= WORK TO COMPLETE =
Keeping every line intact, repeat the data word for word.

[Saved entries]
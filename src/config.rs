// src/config.rs

//! Installer configuration
//!
//! Every component receives an `InstallerConfig` at construction instead of
//! consulting process-wide debug/verbose state. The config can be loaded from
//! a TOML file; missing keys fall back to the defaults below.

use crate::error::Result;
use serde::{Deserialize, Serialize};
use std::path::{Path, PathBuf};
use std::time::Duration;

/// Architectures a package manifest may declare
pub const DEFAULT_VALID_ARCHITECTURES: &[&str] = &["freebsd:9:x86:64", "freebsd:10:x86:64"];

/// Default timeout for a single lifecycle script (seconds)
pub const DEFAULT_SCRIPT_TIMEOUT_SECS: u64 = 300;

/// What to do with a lifecycle script when the destination root requires a
/// changed root but the process is not privileged
#[derive(Debug, Clone, Copy, PartialEq, Eq, Default, Serialize, Deserialize)]
#[serde(rename_all = "kebab-case")]
pub enum UnprivilegedScripts {
    /// Log an error and skip the script without materializing it
    #[default]
    Skip,
    /// Log an error and carry on past the script: it is written to the
    /// destination root and removed again without being executed
    LogAndContinue,
}

/// How a content-hash mismatch is treated
#[derive(Debug, Clone, Copy, PartialEq, Eq, Default, Serialize, Deserialize)]
#[serde(rename_all = "kebab-case")]
pub enum HashMismatchPolicy {
    /// Log the mismatch and install the entry anyway
    #[default]
    Warn,
    /// Fail the package install
    Abort,
}

/// How regular file content is moved from the archive to disk
#[derive(Debug, Clone, Copy, PartialEq, Eq, Default, Serialize, Deserialize)]
#[serde(rename_all = "kebab-case")]
pub enum ExtractionMode {
    /// Read the whole member into memory, hash, then write
    #[default]
    Buffered,
    /// Hash while writing; memory use is bounded by the copy buffer
    Streaming,
}

/// Configuration threaded through the extractor, script runner and installer
#[derive(Debug, Clone, Serialize, Deserialize)]
#[serde(default, rename_all = "kebab-case")]
pub struct InstallerConfig {
    /// Debug level (0 = off); higher levels log per-entry detail
    pub debug: u8,
    /// Verbose progress logging
    pub verbose: bool,
    /// Architectures accepted in the manifest `arch` field
    pub valid_architectures: Vec<String>,
    /// Script policy when not privileged enough to change root
    pub unprivileged_scripts: UnprivilegedScripts,
    /// Content-hash mismatch policy
    pub hash_mismatch: HashMismatchPolicy,
    /// Shell used to interpret lifecycle scripts
    pub shell: PathBuf,
    /// Pass `-x` to the shell
    pub trace_scripts: bool,
    /// Per-script timeout in seconds (0 waits forever)
    pub script_timeout_secs: u64,
    /// File content extraction mode
    pub extraction: ExtractionMode,
}

impl Default for InstallerConfig {
    fn default() -> Self {
        Self {
            debug: 0,
            verbose: false,
            valid_architectures: DEFAULT_VALID_ARCHITECTURES
                .iter()
                .map(|s| s.to_string())
                .collect(),
            unprivileged_scripts: UnprivilegedScripts::default(),
            hash_mismatch: HashMismatchPolicy::default(),
            shell: PathBuf::from("/bin/sh"),
            trace_scripts: true,
            script_timeout_secs: DEFAULT_SCRIPT_TIMEOUT_SECS,
            extraction: ExtractionMode::default(),
        }
    }
}

impl InstallerConfig {
    /// Load configuration from a TOML file
    pub fn load(path: &Path) -> Result<Self> {
        let content = std::fs::read_to_string(path)?;
        Self::from_toml(&content)
    }

    /// Parse configuration from TOML text
    pub fn from_toml(content: &str) -> Result<Self> {
        Ok(toml::from_str(content)?)
    }

    /// Script timeout, `None` when disabled
    pub fn script_timeout(&self) -> Option<Duration> {
        match self.script_timeout_secs {
            0 => None,
            secs => Some(Duration::from_secs(secs)),
        }
    }

    /// Whether `arch` is on the allow-list
    pub fn is_valid_architecture(&self, arch: &str) -> bool {
        self.valid_architectures.iter().any(|a| a == arch)
    }

    /// Default log filter directive derived from debug/verbose
    pub fn log_directive(&self) -> &'static str {
        match (self.debug, self.verbose) {
            (d, _) if d >= 2 => "trace",
            (1, _) | (_, true) => "debug",
            _ => "info",
        }
    }
}
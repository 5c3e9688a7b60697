// src/filesystem/path.rs

//! Install path resolution for archive members
//!
//! Archive member names come in two shapes, `./usr/bin/foo` or
//! `/usr/bin/foo` (or bare `usr/bin/foo`). The resolved install path is
//! `root`, `prefix`, and the member name concatenated with exactly one
//! separator at each seam. The same rule produces the logical path recorded
//! in the catalog, which is the name joined to the prefix only.

use crate::error::{Error, Result};
use std::path::{Component, Path};

/// Strip a leading `./` and reject names that climb out of the root
///
/// # Examples
///
/// ```
/// use pkgtools::filesystem::path::normalize_entry_name;
///
/// assert_eq!(normalize_entry_name("./usr/bin/foo").unwrap(), "usr/bin/foo");
/// assert_eq!(normalize_entry_name("/usr/bin/foo").unwrap(), "/usr/bin/foo");
/// assert!(normalize_entry_name("usr/../../etc/passwd").is_err());
/// ```
pub fn normalize_entry_name(name: &str) -> Result<&str> {
    let stripped = name.strip_prefix("./").unwrap_or(name);

    if Path::new(stripped)
        .components()
        .any(|c| matches!(c, Component::ParentDir))
    {
        return Err(Error::PathTraversal(name.to_string()));
    }

    Ok(stripped)
}

/// Join two path strings with a single separator
///
/// No separator is inserted when `base` already ends with one or `tail`
/// already starts with one; when both do, one of them is dropped.
pub fn join_separated(base: &str, tail: &str) -> String {
    match (base.ends_with('/'), tail.strip_prefix('/')) {
        (true, Some(rest)) => format!("{base}{rest}"),
        (true, None) | (false, Some(_)) => format!("{base}{tail}"),
        (false, None) => format!("{base}/{tail}"),
    }
}

/// The catalog path for a normalized member name
///
/// Absolute names are kept as-is; relative names are placed under the
/// package prefix when there is one.
pub fn logical_path(name: &str, prefix: Option<&str>) -> String {
    match prefix {
        Some(prefix) if !name.starts_with('/') => join_separated(prefix, name),
        _ => name.to_string(),
    }
}

/// The absolute install path for a logical path under `root`
pub fn install_path(root: &str, logical: &str) -> String {
    join_separated(root, logical)
}

/// Resolve a raw member name to `(logical path, install path)`
pub fn resolve(name: &str, prefix: Option<&str>, root: &str) -> Result<(String, String)> {
    let normalized = normalize_entry_name(name)?;
    let logical = logical_path(normalized, prefix);
    let full = install_path(root, &logical);
    Ok((logical, full))
}

fn toggle_leading_slash(path: &str) -> String {
    match path.strip_prefix('/') {
        Some(rest) => rest.to_string(),
        None => format!("/{path}"),
    }
}

/// Keys under which a member may appear in the manifest tables
///
/// Manifests may record relative or absolute paths, and tar strips leading
/// slashes, so the member name is tried raw, normalized, prefixed, and each
/// of those with the leading slash flipped. Order is lookup priority;
/// duplicates are dropped.
pub fn lookup_candidates(name: &str, prefix: Option<&str>) -> Vec<String> {
    let normalized = name.strip_prefix("./").unwrap_or(name);
    let mut candidates: Vec<String> = Vec::with_capacity(6);

    let mut push = |candidate: String| {
        if !candidates.contains(&candidate) {
            candidates.push(candidate);
        }
    };

    push(name.to_string());
    push(normalized.to_string());
    push(toggle_leading_slash(normalized));
    if let Some(prefix) = prefix {
        let prefixed = join_separated(prefix, normalized);
        push(toggle_leading_slash(&prefixed));
        push(prefixed);
    }

    candidates
}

= PROBLEM SOLUTION =
filename src/config.rs
// src/config.rs

//! Installer configuration
//!
//! Every component receives an `InstallerConfig` at construction instead of
//! consulting process-wide debug/verbose state. The config can be loaded from
//! a TOML file; missing keys fall back to the defaults below.

use crate::error::Result;
use serde::{Deserialize, Serialize};
use std::path::{Path, PathBuf};
use std::time::Duration;

/// Architectures a package manifest may declare
pub const DEFAULT_VALID_ARCHITECTURES: &[&str] = &["freebsd:9:x86:64", "freebsd:10:x86:64"];

/// Default timeout for a single lifecycle script (seconds)
pub const DEFAULT_SCRIPT_TIMEOUT_SECS: u64 = 300;

/// What to do with a lifecycle script when the destination root requires a
/// changed root but the process is not privileged
#[derive(Debug, Clone, Copy, PartialEq, Eq, Default, Serialize, Deserialize)]
#[serde(rename_all = "kebab-case")]
pub enum UnprivilegedScripts {
    /// Log an error and skip the script without materializing it
    #[default]
    Skip,
    /// Log an error and carry on past the script: it is written to the
    /// destination root and removed again without being executed
    LogAndContinue,
}

/// How a content-hash mismatch is treated
#[derive(Debug, Clone, Copy, PartialEq, Eq, Default, Serialize, Deserialize)]
#[serde(rename_all = "kebab-case")]
pub enum HashMismatchPolicy {
    /// Log the mismatch and install the entry anyway
    #[default]
    Warn,
    /// Fail the package install
    Abort,
}

/// How regular file content is moved from the archive to disk
#[derive(Debug, Clone, Copy, PartialEq, Eq, Default, Serialize, Deserialize)]
#[serde(rename_all = "kebab-case")]
pub enum ExtractionMode {
    /// Read the whole member into memory, hash, then write
    #[default]
    Buffered,
    /// Hash while writing; memory use is bounded by the copy buffer
    Streaming,
}

/// Configuration threaded through the extractor, script runner and installer
#[derive(Debug, Clone, Serialize, Deserialize)]
#[serde(default, rename_all = "kebab-case")]
pub struct InstallerConfig {
    /// Debug level (0 = off); higher levels log per-entry detail
    pub debug: u8,
    /// Verbose progress logging
    pub verbose: bool,
    /// Architectures accepted in the manifest `arch` field
    pub valid_architectures: Vec<String>,
    /// Script policy when not privileged enough to change root
    pub unprivileged_scripts: UnprivilegedScripts,
    /// Content-hash mismatch policy
    pub hash_mismatch: HashMismatchPolicy,
    /// Shell used to interpret lifecycle scripts
    pub shell: PathBuf,
    /// Pass `-x` to the shell
    pub trace_scripts: bool,
    /// Per-script timeout in seconds (0 waits forever)
    pub script_timeout_secs: u64,
    /// File content extraction mode
    pub extraction: ExtractionMode,
}

impl Default for InstallerConfig {
    fn default() -> Self {
        Self {
            debug: 0,
            verbose: false,
            valid_architectures: DEFAULT_VALID_ARCHITECTURES
                .iter()
                .map(|s| s.to_string())
                .collect(),
            unprivileged_scripts: UnprivilegedScripts::default(),
            hash_mismatch: HashMismatchPolicy::default(),
            shell: PathBuf::from("/bin/sh"),
            trace_scripts: true,
            script_timeout_secs: DEFAULT_SCRIPT_TIMEOUT_SECS,
            extraction: ExtractionMode::default(),
        }
    }
}

impl InstallerConfig {
    /// Load configuration from a TOML file
    pub fn load(path: &Path) -> Result<Self> {
        let content = std::fs::read_to_string(path)?;
        Self::from_toml(&content)
    }

    /// Parse configuration from TOML text
    pub fn from_toml(content: &str) -> Result<Self> {
        Ok(toml::from_str(content)?)
    }

    /// Script timeout, `None` when disabled
    pub fn script_timeout(&self) -> Option<Duration> {
        match self.script_timeout_secs {
            0 => None,
            secs => Some(Duration::from_secs(secs)),
        }
    }

    /// Whether `arch` is on the allow-list
    pub fn is_valid_architecture(&self, arch: &str) -> bool {
        self.valid_architectures.iter().any(|a| a == arch)
    }

    /// Default log filter directive derived from debug/verbose
    pub fn log_directive(&self) -> &'static str {
        match (self.debug, self.verbose) {
            (d, _) if d >= 2 => "trace",
            (1, _) | (_, true) => "debug",
            _ => "info",
        }
    }
}
repository 5c3e9688a7b60697
// src/filesystem/path.rs

//! Install path resolution for archive members
//!
//! Archive member names come in two shapes, `./usr/bin/foo` or
//! `/usr/bin/foo` (or bare `usr/bin/foo`). The resolved install path is
//! `root`, `prefix`, and the member name concatenated with exactly one
//! separator at each seam. The same rule produces the logical path recorded
//! in the catalog, which is the name joined to the prefix only.

use crate::error::{Error, Result};
use std::path::{Component, Path};

/// Strip a leading `./` and reject names that climb out of the root
///
/// # Examples
///
/// ```
/// use pkgtools::filesystem::path::normalize_entry_name;
///
/// assert_eq!(normalize_entry_name("./usr/bin/foo").unwrap(), "usr/bin/foo");
/// assert_eq!(normalize_entry_name("/usr/bin/foo").unwrap(), "/usr/bin/foo");
/// assert!(normalize_entry_name("usr/../../etc/passwd").is_err());
/// ```
pub fn normalize_entry_name(name: &str) -> Result<&str> {
    let stripped = name.strip_prefix("./").unwrap_or(name);

    if Path::new(stripped)
        .components()
        .any(|c| matches!(c, Component::ParentDir))
    {
        return Err(Error::PathTraversal(name.to_string()));
    }

    Ok(stripped)
}

/// Join two path strings with a single separator
///
/// No separator is inserted when `base` already ends with one or `tail`
/// already starts with one; when both do, one of them is dropped.
pub fn join_separated(base: &str, tail: &str) -> String {
    match (base.ends_with('/'), tail.strip_prefix('/')) {
        (true, Some(rest)) => format!("{base}{rest}"),
        (true, None) | (false, Some(_)) => format!("{base}{tail}"),
        (false, None) => format!("{base}/{tail}"),
    }
}

/// The catalog path for a normalized member name
///
/// Absolute names are kept as-is; relative names are placed under the
/// package prefix when there is one.
pub fn logical_path(name: &str, prefix: Option<&str>) -> String {
    match prefix {
        Some(prefix) if !name.starts_with('/') => join_separated(prefix, name),
        _ => name.to_string(),
    }
}

/// The absolute install path for a logical path under `root`
pub fn install_path(root: &str, logical: &str) -> String {
    join_separated(root, logical)
}

/// Resolve a raw member name to `(logical path, install path)`
pub fn resolve(name: &str, prefix: Option<&str>, root: &str) -> Result<(String, String)> {
    let normalized = normalize_entry_name(name)?;
    let logical = logical_path(normalized, prefix);
    let full = install_path(root, &logical);
    Ok((logical, full))
}

fn toggle_leading_slash(path: &str) -> String {
    match path.strip_prefix('/') {
        Some(rest) => rest.to_string(),
        None => format!("/{path}"),
    }
}

/// Keys under which a member may appear in the manifest tables
///
/// Manifests may record relative or absolute paths, and tar strips leading
/// slashes, so the member name is tried raw, normalized, prefixed, and each
/// of those with the leading slash flipped. Order is lookup priority;
/// duplicates are dropped.
pub fn lookup_candidates(name: &str, prefix: Option<&str>) -> Vec<String> {
    let normalized = name.strip_prefix("./").unwrap_or(name);
    let mut candidates: Vec<String> = Vec::with_capacity(6);

    let mut push = |candidate: String| {
        if !candidates.contains(&candidate) {
            candidates.push(candidate);
        }
    };

    push(name.to_string());
    push(normalized.to_string());
    push(toggle_leading_slash(normalized));
    if let Some(prefix) = prefix {
        let prefixed = join_separated(prefix, normalized);
        push(toggle_leading_slash(&prefixed));
        push(prefixed);
    }

    candidates
}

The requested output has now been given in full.